Scientists from the Defense POW/MIA Accounting Agency confirmed Corn’s identity using Y-chromosome DNA analysis, as well as dental analysis, according to the Defense Department.
Corn was officially identified on Aug. 14, 2019.
His burial was initially scheduled for May 2020, but that ceremony, along with others, was delayed due to the pandemic, said Gene H. Hughes, POW/MIA communications chief for Navy Personnel Command public affairs.
Corn’s great-nephew, Edward Griffin, has a packet of Corn’s military records and other documents that the Navy compiled.
Griffin, who was living in New Mexico, said in a 2020 interview that Corn’s father, Parks James Corn, was the brother of Griffin’s maternal grandmother.
Griffin said he never met Parks Corn.
“I had no idea what my grandmother’s maiden name was, or even that she had a brother,” Griffin said in a telephone interview.
Navy records show that Robert Corn was born on June 19, 1917, at Ashland, Oregon.
It’s not clear when the family moved to Baker City.
The 1935 Nugget, the yearbook for Baker High School, noted that Corn “entered from Huntington High School.”
According to the Nugget, Corn went by “Bob,” was interested in hiking, studied science and was a member of the Boys’ League.
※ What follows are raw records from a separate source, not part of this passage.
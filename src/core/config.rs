//! # Configuration
//!
//! Browser settings, layered lowest to highest:
//! built-in defaults, `~/.arbor/config.toml`, `ARBOR_*` env vars, CLI flags.
//!
//! The first run writes a fully commented template so every knob is visible.

use log::{LevelFilter, debug, info, warn};
use serde::{Deserialize, Serialize};
use std::fmt;
use std::fs;
use std::path::{Path, PathBuf};
use std::time::Duration;

use crate::core::address::ensure_http_url;

// ============================================================================
// File Layout (every field optional)
// ============================================================================

#[derive(Debug, Default, Deserialize, Serialize)]
pub struct ArborConfig {
    #[serde(default)]
    pub general: GeneralConfig,
    #[serde(default)]
    pub browsing: BrowsingConfig,
}

#[derive(Debug, Default, Deserialize, Serialize)]
pub struct GeneralConfig {
    pub home_url: Option<String>,
    pub log_level: Option<String>,
    pub tree_width: Option<u16>,
}

#[derive(Debug, Default, Deserialize, Serialize)]
pub struct BrowsingConfig {
    pub muted_by_default: Option<bool>,
    pub user_agent: Option<String>,
    pub request_timeout_secs: Option<u64>,
}

// ============================================================================
// Defaults
// ============================================================================

pub const DEFAULT_HOME_URL: &str = "https://www.wikipedia.org/";
pub const DEFAULT_TREE_WIDTH: u16 = 34;
pub const DEFAULT_REQUEST_TIMEOUT_SECS: u64 = 20;
pub const DEFAULT_USER_AGENT: &str = concat!("arbor/", env!("CARGO_PKG_VERSION"));

// ============================================================================
// Effective Settings
// ============================================================================

#[derive(Debug, Clone)]
pub struct ResolvedConfig {
    pub home_url: String,
    /// URL the first root opens instead of home, from the command line.
    pub start_url: Option<String>,
    pub log_level: LevelFilter,
    pub tree_width: u16,
    pub muted_by_default: bool,
    pub user_agent: String,
    pub request_timeout: Duration,
}

impl Default for ResolvedConfig {
    fn default() -> Self {
        Self {
            home_url: DEFAULT_HOME_URL.to_string(),
            start_url: None,
            log_level: LevelFilter::Info,
            tree_width: DEFAULT_TREE_WIDTH,
            muted_by_default: true,
            user_agent: DEFAULT_USER_AGENT.to_string(),
            request_timeout: Duration::from_secs(DEFAULT_REQUEST_TIMEOUT_SECS),
        }
    }
}

/// Values taken from command-line flags. `None` = not specified.
#[derive(Debug, Default, Clone, Copy)]
pub struct CliOverrides<'a> {
    pub home_url: Option<&'a str>,
    pub start_url: Option<&'a str>,
    pub log_level: Option<&'a str>,
}

// ============================================================================
// Error Type
// ============================================================================

#[derive(Debug)]
pub enum ConfigError {
    Io(std::io::Error),
    Parse(toml::de::Error),
}

impl fmt::Display for ConfigError {
    fn fmt(&self, f: &mut fmt::Formatter<'_>) -> fmt::Result {
        match self {
            ConfigError::Io(e) => write!(f, "config I/O error: {e}"),
            ConfigError::Parse(e) => write!(f, "config parse error: {e}"),
        }
    }
}

impl std::error::Error for ConfigError {}

// ============================================================================
// Loading
// ============================================================================

/// Returns the path to `~/.arbor/config.toml`.
pub fn config_path() -> Option<PathBuf> {
    dirs::home_dir().map(|h| h.join(".arbor").join("config.toml"))
}

/// Reads `~/.arbor/config.toml`, writing the template when it is absent.
/// A malformed file is an error rather than silently ignored.
pub fn load_config() -> Result<ArborConfig, ConfigError> {
    let Some(path) = config_path() else {
        warn!("No home directory; browsing with built-in settings");
        return Ok(ArborConfig::default());
    };
    load_config_from(&path)
}

pub fn load_config_from(path: &Path) -> Result<ArborConfig, ConfigError> {
    if !path.exists() {
        info!("Writing config template to {}", path.display());
        write_template(path);
        return Ok(ArborConfig::default());
    }

    let contents = fs::read_to_string(path).map_err(ConfigError::Io)?;
    let config: ArborConfig = toml::from_str(&contents).map_err(ConfigError::Parse)?;
    info!("Read settings from {}", path.display());
    debug!("{config:?}");
    Ok(config)
}

fn write_template(path: &Path) {
    let template = r#"# Arbor settings. Uncomment a line to change it.
# Environment variables and command-line flags win over this file.

# [general]
# home_url = "https://www.wikipedia.org/"   # Or set ARBOR_HOME_URL env var
# log_level = "info"                        # "off", "error", "warn", "info", "debug", "trace"
# tree_width = 34                           # Columns used by the tab tree pane

# [browsing]
# muted_by_default = true                   # Mute audio when a page becomes ready
# user_agent = "arbor/0.1.0"                # Or set ARBOR_USER_AGENT env var
# request_timeout_secs = 20
"#;

    if let Some(dir) = path.parent()
        && let Err(e) = fs::create_dir_all(dir)
    {
        warn!("Cannot create {}: {e}", dir.display());
        return;
    }
    if let Err(e) = fs::write(path, template) {
        warn!("Cannot write config template: {e}");
    }
}

// ============================================================================
// Resolution
// ============================================================================

/// Collapses every settings layer into concrete values.
pub fn resolve(config: &ArborConfig, cli: CliOverrides<'_>) -> ResolvedConfig {
    resolve_with_env(config, cli, |key| std::env::var(key).ok())
}

/// Same as [`resolve`], reading environment variables through `env`.
pub fn resolve_with_env(
    config: &ArborConfig,
    cli: CliOverrides<'_>,
    env: impl Fn(&str) -> Option<String>,
) -> ResolvedConfig {
    // Home URL: CLI → env → config → default. Unusable values fall through.
    let home_url = cli
        .home_url
        .map(str::to_string)
        .or_else(|| env("ARBOR_HOME_URL"))
        .or_else(|| config.general.home_url.clone())
        .and_then(|raw| ensure_http_url(&raw))
        .unwrap_or_else(|| DEFAULT_HOME_URL.to_string());

    let start_url = cli.start_url.and_then(ensure_http_url);

    // Log level: CLI → env → config → default
    let log_level = cli
        .log_level
        .map(str::to_string)
        .or_else(|| env("ARBOR_LOG_LEVEL"))
        .or_else(|| config.general.log_level.clone())
        .and_then(|raw| match raw.parse::<LevelFilter>() {
            Ok(level) => Some(level),
            Err(_) => {
                warn!("Ignoring unknown log level {raw:?}");
                None
            }
        })
        .unwrap_or(LevelFilter::Info);

    // User agent: env → config → default
    let user_agent = env("ARBOR_USER_AGENT")
        .or_else(|| config.browsing.user_agent.clone())
        .unwrap_or_else(|| DEFAULT_USER_AGENT.to_string());

    ResolvedConfig {
        home_url,
        start_url,
        log_level,
        tree_width: config
            .general
            .tree_width
            .unwrap_or(DEFAULT_TREE_WIDTH)
            .max(12),
        muted_by_default: config.browsing.muted_by_default.unwrap_or(true),
        user_agent,
        request_timeout: Duration::from_secs(
            config
                .browsing
                .request_timeout_secs
                .unwrap_or(DEFAULT_REQUEST_TIMEOUT_SECS),
        ),
    }
}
Military records show that Corn enlisted in the Navy on Dec. 15, 1936, signing up for a four-year hitch.
He re-enlisted on Dec. 13, 1940 — six days shy of one year before the Pearl Harbor attack.
According to records, in 1936 Corn’s parents — his mother’s name was Agnes — lived at 1170 Walnut St. in Baker.
Corn was married, although the date of the ceremony is not among the records.
A rear admiral notified Corn’s wife, Sirrena Elaine Corn, on Dec. 20, 1941, that her husband was missing in action. Her address was in Kansas City, Kansas.